We have two older boys as well and although they are better equipped to cope with e-learning, I see our ten-year-old trying to give up piano lessons (virtual now too, of course) and withdrawing more into himself, and our 13-year-old losing himself in video games. It’s tough on everyone.
Later that day I was perusing one of my Facebook moms groups (while losing focus on a video call myself), and I came across a post from another tired and frustrated senior kindergarten mom at her wit’s end. I scrolled through the comments with many echoing the same sentiments I’ve been feeling. Finding solidarity in this army of parents was a huge weight off my shoulders.
That said, realizing you’re not alone doesn’t solve the problem for two full-time working parents but it certainly made us feel less pressure. I don’t have the silver bullet here but since that fateful Monday, I have discovered a few helpful strategies that sometimes work for us.
- Giving our kid stuff to keep his hands busy. Lego works well for us but it could be a fidget toy or something else. Our son is able to listen, respond, and build Lego at the same time.

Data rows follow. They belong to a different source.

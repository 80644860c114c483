//! Typed event dispatch.
//!
//! [`EventBus`] maps each inbound [`MessageTag`] to an ordered list of
//! listeners. Three registration kinds share that list, so dispatch order
//! is registration order regardless of kind:
//!
//! | Registration | Fires | Removed |
//! |--------------|-------|---------|
//! | [`EventBus::on`] | every matching message | by [`EventBus::off`] |
//! | [`EventBus::once`] | first matching message | automatically, after firing |
//! | [`EventBus::wait_for`] | first message passing the predicate | automatically, after resolving |
//!
//! Listeners run with the registry lock released, so a listener may
//! register or remove listeners (including itself) while being dispatched.
//! A listener or predicate that panics is logged and skipped; the rest of
//! the dispatch, and the connection driving it, carry on.
//!
//! # Example
//!
//! ```ignore
//! let bus = EventBus::new();
//! let id = bus.on(MessageTag::ScreenerMetaUpdate, |msg| {
//!     if let Some(meta) = msg.as_meta() {
//!         println!("{} of {} rows", meta.filtered, meta.total);
//!     }
//! });
//!
//! let snapshot = bus
//!     .wait_for(MessageTag::ScreenerFullResponse, |msg| msg.session_id() == "abc")
//!     .await?;
//!
//! bus.off(MessageTag::ScreenerMetaUpdate, id);
//! ```

// ============================================================================
// Imports
// ============================================================================

use std::fmt;
use std::future::Future;
use std::panic::{AssertUnwindSafe, catch_unwind};
use std::pin::Pin;
use std::sync::Arc;
use std::task::{Context, Poll};

use parking_lot::Mutex;
use rustc_hash::FxHashMap;
use tokio::sync::oneshot;
use tracing::{error, trace};

use crate::error::{Error, Result};
use crate::identifiers::ListenerId;
use crate::protocol::{MessageTag, Response};

// ============================================================================
// Types
// ============================================================================

/// Listener callback type.
///
/// Called with each dispatched message of the registered tag.
pub type Listener = Arc<dyn Fn(&Response) + Send + Sync>;

/// Predicate used by [`EventBus::wait_for`].
type Predicate = Box<dyn Fn(&Response) -> bool + Send + Sync>;

/// Registration kind.
enum Handler {
    Persistent(Listener),
    Once(Listener),
    Waiter(Arc<Waiter>),
}

/// A listener as stored in the registry.
struct Registration {
    id: ListenerId,
    handler: Handler,
}

/// Work collected under the lock and performed after releasing it.
enum Invocation {
    Call(Listener),
    Offer(ListenerId, Arc<Waiter>),
}

#[derive(Default)]
struct Registry {
    next_id: u64,
    listeners: FxHashMap<MessageTag, Vec<Registration>>,
}

impl Registry {
    fn insert(&mut self, tag: MessageTag, handler: Handler) -> ListenerId {
        self.next_id += 1;
        let id = ListenerId::from_raw(self.next_id);
        self.listeners
            .entry(tag)
            .or_default()
            .push(Registration { id, handler });
        id
    }
}

// ============================================================================
// Waiter
// ============================================================================

/// Outcome of offering a message to a waiter.
#[derive(Debug, Clone, Copy, PartialEq, Eq)]
enum Offer {
    /// Predicate rejected the message.
    Pending,
    /// Waiter resolved with this message.
    Resolved,
    /// Waiter already resolved, or its future was dropped.
    Stale,
}

/// Predicate-filtered one-shot registration.
struct Waiter {
    predicate: Predicate,
    tx: Mutex<Option<oneshot::Sender<Response>>>,
}

impl Waiter {
    fn offer(&self, response: &Response) -> Offer {
        let mut slot = self.tx.lock();

        let Some(tx) = slot.as_ref() else {
            return Offer::Stale;
        };

        if tx.is_closed() {
            slot.take();
            return Offer::Stale;
        }

        match catch_unwind(AssertUnwindSafe(|| (self.predicate)(response))) {
            Ok(true) => {}
            Ok(false) => return Offer::Pending,
            Err(_) => {
                error!(tag = %response.tag(), "Waiter predicate panicked, abandoning wait");
                slot.take();
                return Offer::Stale;
            }
        }

        match slot.take().map(|tx| tx.send(response.clone())) {
            Some(Ok(())) => Offer::Resolved,
            _ => Offer::Stale,
        }
    }
}

// ============================================================================
// EventBus
// ============================================================================

/// Listener registry keyed by message tag.
///
/// Cheap to clone; clones share the same registry.
#[derive(Clone, Default)]
pub struct EventBus {
    registry: Arc<Mutex<Registry>>,
}

impl fmt::Debug for EventBus {
    fn fmt(&self, f: &mut fmt::Formatter<'_>) -> fmt::Result {
        let registry = self.registry.lock();
        let total: usize = registry.listeners.values().map(Vec::len).sum();
        f.debug_struct("EventBus")
            .field("listeners", &total)
            .finish_non_exhaustive()
    }
}

impl EventBus {
    /// Creates an empty bus.
    #[inline]
    #[must_use]
    pub fn new() -> Self {
        Self::default()
    }

    /// Registers a persistent listener for `tag`.
    ///
    /// The listener fires for every matching message until removed with
    /// [`off`](Self::off).
    pub fn on<F>(&self, tag: MessageTag, listener: F) -> ListenerId
    where
        F: Fn(&Response) + Send + Sync + 'static,
    {
        let id = self
            .registry
            .lock()
            .insert(tag, Handler::Persistent(Arc::new(listener)));
        trace!(%tag, %id, "Listener registered");
        id
    }

    /// Registers a listener that removes itself after its first invocation.
    pub fn once<F>(&self, tag: MessageTag, listener: F) -> ListenerId
    where
        F: Fn(&Response) + Send + Sync + 'static,
    {
        let id = self
            .registry
            .lock()
            .insert(tag, Handler::Once(Arc::new(listener)));
        trace!(%tag, %id, "One-shot listener registered");
        id
    }

    /// Removes a listener.
    ///
    /// Returns `false` if no listener with `id` is registered for `tag`.
    pub fn off(&self, tag: MessageTag, id: ListenerId) -> bool {
        let mut registry = self.registry.lock();

        let Some(entries) = registry.listeners.get_mut(&tag) else {
            return false;
        };

        let before = entries.len();
        entries.retain(|entry| entry.id != id);
        let removed = entries.len() != before;

        if entries.is_empty() {
            registry.listeners.remove(&tag);
        }

        if removed {
            trace!(%tag, %id, "Listener removed");
        }
        removed
    }

    /// Returns a future resolving with the first `tag` message accepted by
    /// `predicate`.
    ///
    /// The registration removes itself once resolved. There is no timeout;
    /// race the future against a timer if one is needed. Dropping the future
    /// abandons the wait.
    pub fn wait_for<P>(&self, tag: MessageTag, predicate: P) -> WaitFor
    where
        P: Fn(&Response) -> bool + Send + Sync + 'static,
    {
        let (tx, rx) = oneshot::channel();
        let waiter = Arc::new(Waiter {
            predicate: Box::new(predicate),
            tx: Mutex::new(Some(tx)),
        });

        let id = self.registry.lock().insert(tag, Handler::Waiter(waiter));
        trace!(%tag, %id, "Waiter registered");

        WaitFor { id, tag, rx }
    }

    /// Returns the number of registrations for `tag`.
    #[must_use]
    pub fn listener_count(&self, tag: MessageTag) -> usize {
        self.registry
            .lock()
            .listeners
            .get(&tag)
            .map_or(0, Vec::len)
    }

    /// Dispatches a message to every registration for its tag.
    ///
    /// Returns the number of listeners invoked (resolved waiters included).
    pub fn dispatch(&self, response: &Response) -> usize {
        let tag = response.tag();

        let invocations = {
            let mut registry = self.registry.lock();
            let Some(entries) = registry.listeners.get_mut(&tag) else {
                return 0;
            };

            let mut invocations = Vec::with_capacity(entries.len());
            entries.retain(|entry| match &entry.handler {
                Handler::Persistent(listener) => {
                    invocations.push(Invocation::Call(Arc::clone(listener)));
                    true
                }
                Handler::Once(listener) => {
                    invocations.push(Invocation::Call(Arc::clone(listener)));
                    false
                }
                Handler::Waiter(waiter) => {
                    invocations.push(Invocation::Offer(entry.id, Arc::clone(waiter)));
                    true
                }
            });
            invocations
        };

        let mut invoked = 0;
        let mut settled = Vec::new();

        for invocation in invocations {
            match invocation {
                Invocation::Call(listener) => {
                    if catch_unwind(AssertUnwindSafe(|| listener(response))).is_err() {
                        error!(%tag, session_id = %response.session_id(), "Listener panicked");
                    }
                    invoked += 1;
                }
                Invocation::Offer(id, waiter) => match waiter.offer(response) {
                    Offer::Pending => {}
                    Offer::Resolved => {
                        invoked += 1;
                        settled.push(id);
                    }
                    Offer::Stale => settled.push(id),
                },
            }
        }

        if !settled.is_empty() {
            let mut registry = self.registry.lock();
            if let Some(entries) = registry.listeners.get_mut(&tag) {
                entries.retain(|entry| !settled.contains(&entry.id));
                if entries.is_empty() {
                    registry.listeners.remove(&tag);
                }
            }
        }

        trace!(%tag, invoked, "Message dispatched");
        invoked
    }
}

// ============================================================================
// WaitFor
// ============================================================================

/// Future returned by [`EventBus::wait_for`].
///
/// Resolves exactly once. Yields [`Error::ChannelClosed`] if the
/// registration is removed (via [`EventBus::off`] with [`WaitFor::id`]) or
/// the bus is dropped before a match arrives.
#[must_use = "futures do nothing unless polled"]
#[derive(Debug)]
pub struct WaitFor {
    id: ListenerId,
    tag: MessageTag,
    rx: oneshot::Receiver<Response>,
}

impl WaitFor {
    /// Returns the registration id.
    #[inline]
    #[must_use]
    pub fn id(&self) -> ListenerId {
        self.id
    }

    /// Returns the awaited tag.
    #[inline]
    #[must_use]
    pub fn tag(&self) -> MessageTag {
        self.tag
    }
}

impl Future for WaitFor {
    type Output = Result<Response>;

    fn poll(mut self: Pin<&mut Self>, cx: &mut Context<'_>) -> Poll<Self::Output> {
        Pin::new(&mut self.rx).poll(cx).map_err(Error::from)
    }
}

// ============================================================================
// Tests
// ============================================================================
//! Shared helpers for integration tests.

#![allow(dead_code)]

use std::time::Duration;

use serde_json::{Value, json};
use tokio::time::timeout;

use screener_stream::transport::MemorySocket;
use screener_stream::{
    ConnectionOptions, ConnectionState, ConnectionStatus, MemoryConnector, RealtimeConnection,
};

/// Endpoint used by every test connection.
pub const URL: &str = "ws://screener.test/ws";

/// Upper bound for any single awaited step.
pub const STEP: Duration = Duration::from_secs(30);

/// Installs a test subscriber once; honours `RUST_LOG`.
pub fn init_tracing() {
    let _ = tracing_subscriber::fmt()
        .with_env_filter(tracing_subscriber::EnvFilter::from_default_env())
        .with_test_writer()
        .try_init();
}

/// Builds a connection over `connector` with the default policy.
pub fn connection(connector: &MemoryConnector) -> RealtimeConnection {
    connection_with(connector, ConnectionOptions::default())
}

/// Builds a connection over `connector` with a custom policy.
pub fn connection_with(connector: &MemoryConnector, options: ConnectionOptions) -> RealtimeConnection {
    init_tracing();
    RealtimeConnection::builder()
        .url(URL)
        .options(options)
        .connector(connector.clone())
        .build()
        .expect("build connection")
}

/// Waits for the next transport the connection opens.
pub async fn next_socket(connector: &MemoryConnector) -> MemorySocket {
    timeout(STEP, connector.next_socket())
        .await
        .expect("transport opened in time")
        .expect("connector alive")
}

/// Waits for the next frame the connection transmits, parsed as JSON.
pub async fn next_frame(socket: &MemorySocket) -> Value {
    let frame = timeout(STEP, socket.next_frame())
        .await
        .expect("frame sent in time")
        .expect("transport alive");
    serde_json::from_str(&frame).expect("frame is JSON")
}

/// Waits until the connection status satisfies `predicate`.
pub async fn wait_status(
    connection: &RealtimeConnection,
    predicate: impl FnMut(&ConnectionStatus) -> bool,
) -> ConnectionStatus {
    let mut rx = connection.watch_status();
    let status = timeout(STEP, rx.wait_for(predicate))
        .await
        .expect("status reached in time")
        .expect("event loop alive");
    *status
}

/// Waits until the connection reaches `state`.
pub async fn wait_state(connection: &RealtimeConnection, state: ConnectionState) {
    wait_status(connection, |status| status.state == state).await;
}

/// Connects and completes the open handshake.
pub async fn open_connection(
    connection: &RealtimeConnection,
    connector: &MemoryConnector,
) -> MemorySocket {
    connection.connect();
    let socket = next_socket(connector).await;
    socket.open();
    wait_state(connection, ConnectionState::Open).await;
    socket
}

/// Builds a SCREENER_META_UPDATE frame.
pub fn meta_frame(session: &str, filtered: u64) -> String {
    json!({
        "t": "SCREENER_META_UPDATE",
        "session_id": session,
        "total": 2400,
        "filtered": filtered,
    })
    .to_string()
}

/// Builds a SCREENER_FULL_RESPONSE frame.
pub fn full_frame(session: &str, total: u64) -> String {
    json!({
        "t": "SCREENER_FULL_RESPONSE",
        "session_id": session,
        "c": ["symbol", "close"],
        "d": [["RELIANCE", 2890.5]],
        "total": total,
        "range": [0, 50],
    })
    .to_string()
}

- Reaching out to our school’s Special Education Resource Teacher. They put a “busy kit” together for my son, which was mostly fun worksheets.
- Picking our teacher friends’ brains. One of our close friends has been gracious enough to send some great virtual activities that my son can navigate on his own.
- Talking to other parents. It’s not only cathartic, but they are an amazing source for tips and ideas.
- Giving our kid a choice, where possible. When it becomes painfully obvious that he won’t last the whole virtual day, we look at the daily or weekly schedule together and have him choose the activities for which he can commit to being “in” class and engaged.
There will be good days and bad for sure, and if your day is a $%*! show tomorrow, at least you know you aren’t alone.